Beaucoup présentaient les nouvelles technologies de l’information comme un nouvel espace de débat démocratique. Mais là aussi il faut constater une certaine désillusion. On ne publie pas ce qui est pertinent. Les algorithmes déterminent simplement ce qui est à même de retenir les utilisateurs. L’évolution récente a montré que les réseaux sociaux ne sont pas un espace de négociation, mais plutôt de confrontation. Paradoxalement, le sens de la res publica est comme dissout dans la somme des intérêts individuels souvent contradictoires.

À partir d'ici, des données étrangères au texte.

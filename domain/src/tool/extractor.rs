//! Call extraction from model output.
//!
//! Recovers a [`CallDescriptor`] from raw model text using one of two
//! protocols:
//!
//! 1. **Strict** ([`parse_strict`]): the entire response must be one call
//!    descriptor. Any failure is an [`ExtractError`].
//! 2. **Embedded** ([`extract_embedded`]): free text that may contain a call
//!    bounded by [`CALL_START_MARKER`] and [`CALL_END_MARKER`]. Absence or a
//!    malformed payload yields `None`, never an error.
//!
//! [`extract_balanced`] scans for the first balanced `{...}` span that parses
//! as a call. It cannot tell an incidental JSON-like fragment in prose from a
//! real call, so it is only consulted as a degraded fallback when the
//! response carries no start marker at all and the caller opted in via
//! [`EmbeddedStrategy::DelimitedThenBraces`].

use super::entities::CallDescriptor;
use thiserror::Error;

/// Opens a delimited call payload.
pub const CALL_START_MARKER: &str = "<<<FUNCTION_CALL>>>";

/// Closes a delimited call payload.
pub const CALL_END_MARKER: &str = "<<<END_FUNCTION_CALL>>>";

/// Strict-mode parse failure.
#[derive(Error, Debug, Clone, PartialEq, Eq)]
pub enum ExtractError {
    #[error("Response is not valid JSON: {0}")]
    InvalidJson(String),

    #[error("Response JSON is not a call descriptor: {0}")]
    InvalidShape(String),

    #[error("Call descriptor has an empty functionName")]
    EmptyFunctionName,
}

/// Search strategy for embedded mode
#[derive(Debug, Clone, Copy, PartialEq, Eq, Default)]
pub enum EmbeddedStrategy {
    /// Only delimiter-bounded payloads are recognized
    #[default]
    Delimited,
    /// Delimiters first; brace scanning when no start marker is present
    DelimitedThenBraces,
}

/// Parse the whole response as one call descriptor.
///
/// Surrounding whitespace is ignored; anything else outside the JSON object is
/// a failure.
pub fn parse_strict(text: &str) -> Result<CallDescriptor, ExtractError> {
    let value: serde_json::Value =
        serde_json::from_str(text.trim()).map_err(|e| ExtractError::InvalidJson(e.to_string()))?;

    let call: CallDescriptor =
        serde_json::from_value(value).map_err(|e| ExtractError::InvalidShape(e.to_string()))?;

    if call.function_name.trim().is_empty() {
        return Err(ExtractError::EmptyFunctionName);
    }

    Ok(call)
}

/// Find a call in free text according to `strategy`.
pub fn extract_embedded(text: &str, strategy: EmbeddedStrategy) -> Option<CallDescriptor> {
    if text.contains(CALL_START_MARKER) {
        return extract_delimited(text);
    }

    match strategy {
        EmbeddedStrategy::Delimited => None,
        EmbeddedStrategy::DelimitedThenBraces => extract_balanced(text),
    }
}

/// Return the first delimiter-bounded payload that parses as a call.
pub fn extract_delimited(text: &str) -> Option<CallDescriptor> {
    let mut rest = text;

    while let Some(start) = rest.find(CALL_START_MARKER) {
        let after_start = &rest[start + CALL_START_MARKER.len()..];
        let end = after_start.find(CALL_END_MARKER)?;

        // Pair the end marker with the nearest start marker before it
        let inner = &after_start[..end];
        let payload = match inner.rfind(CALL_START_MARKER) {
            Some(pos) => &inner[pos + CALL_START_MARKER.len()..],
            None => inner,
        };

        if let Ok(call) = parse_strict(payload) {
            return Some(call);
        }

        rest = &after_start[end + CALL_END_MARKER.len()..];
    }

    None
}

/// Return the first balanced `{...}` span that parses as a call.
pub fn extract_balanced(text: &str) -> Option<CallDescriptor> {
    let mut offset = 0;

    while let Some(pos) = text[offset..].find('{') {
        let start = offset + pos;
        if let Some(len) = balanced_span_len(&text[start..])
            && let Ok(call) = parse_strict(&text[start..start + len])
        {
            return Some(call);
        }
        offset = start + 1;
    }

    None
}

/// Byte length of the balanced object starting at `s[0] == '{'`, honoring
/// JSON string literals and escapes.
fn balanced_span_len(s: &str) -> Option<usize> {
    let mut depth = 0usize;
    let mut in_string = false;
    let mut escaped = false;

    for (i, c) in s.char_indices() {
        if in_string {
            match c {
                _ if escaped => escaped = false,
                '\\' => escaped = true,
                '"' => in_string = false,
                _ => {}
            }
            continue;
        }

        match c {
            '"' => in_string = true,
            '{' => depth += 1,
            '}' => {
                depth = depth.checked_sub(1)?;
                if depth == 0 {
                    return Some(i + 1);
                }
            }
            _ => {}
        }
    }

    None
}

Si de plus en plus de gens accèdent à une information triée par des machines, la question est de savoir comment cela change leur vision du monde et leur capacité à s’engager socialement. Ce système ne laisse plus de place aux contenus complexes. Il se contente d’agiter des émotions et de confirmer la vision du monde des utilisateurs.
Au lieu de promouvoir un progrès purement technologique, il est donc essentiel de relancer la discussion sur les changements à entreprendre afin d’assurer le bien commun, conclut Manuela Specker. (cath.ch/mp)
L’almanach social 2019: ›La numérisation – et l’individu dans tout ça?’
L’Almanach social 2019 de Caritas Suisse dresse un tableau global de la numérisation : comment elle transforme la société, quels nouveaux risques sociaux elle engendre et quels dangers elle entraîne avec les possibilités croissantes de contrôle et de surveillance. La numérisation n’est pas simplement d’un mouvement ›naturel’ inéluctable, mais elle peut et doit être organisée, en veillant particulièrement à ses conséquences sociales.
La numérisation n’est pas simplement d’un mouvement ›naturel’ inéluctable, mais elle peut et doit être organisée, estime Caritas Suisse
Almanach social 2019: La numérisation – et l’individu dans tout ça?
Éditions Caritas, Lucerne, décembre 2018 304 pages / 36 francs, ISBN 978-3-85592-164-5
L’homme est nu, exposé à son propre pouvoir toujours grandissant
Dans son encyclique sur la sauvegarde de la maison commun Laudato Si, le pape François juge sévèrement la foi aveugle dans le progrès technique:
«On a tendance à croire « que tout accroissement de puissance est en soi ›progrès’, un degré plus haut de sécurité, d’utilité, de bien-être, de force vitale, de plénitude des valeurs », comme si la réalité, le bien et la vérité surgissaient spontanément du pouvoir technologique et économique lui-même. Le fait est que « l’homme moderne n’a pas reçu l’éducation nécessaire pour faire un bon usage de son pouvoir », parce que l’immense progrès technologique n’a pas été accompagné d’un développement de l’être humain en responsabilité, en valeurs, en conscience. Chaque époque tend à développer peu d’auto-conscience de ses propres limites. […] En ce sens, l’homme est nu, exposé à son propre pouvoir toujours grandissant, sans avoir les éléments pour le contrôler. Il peut disposer de mécanismes superficiels, mais nous pouvons affirmer qu’il lui manque aujourd’hui une éthique solide, une culture et une spiritualité qui le limitent réellement et le contiennent dans une abnégation lucide.» (105)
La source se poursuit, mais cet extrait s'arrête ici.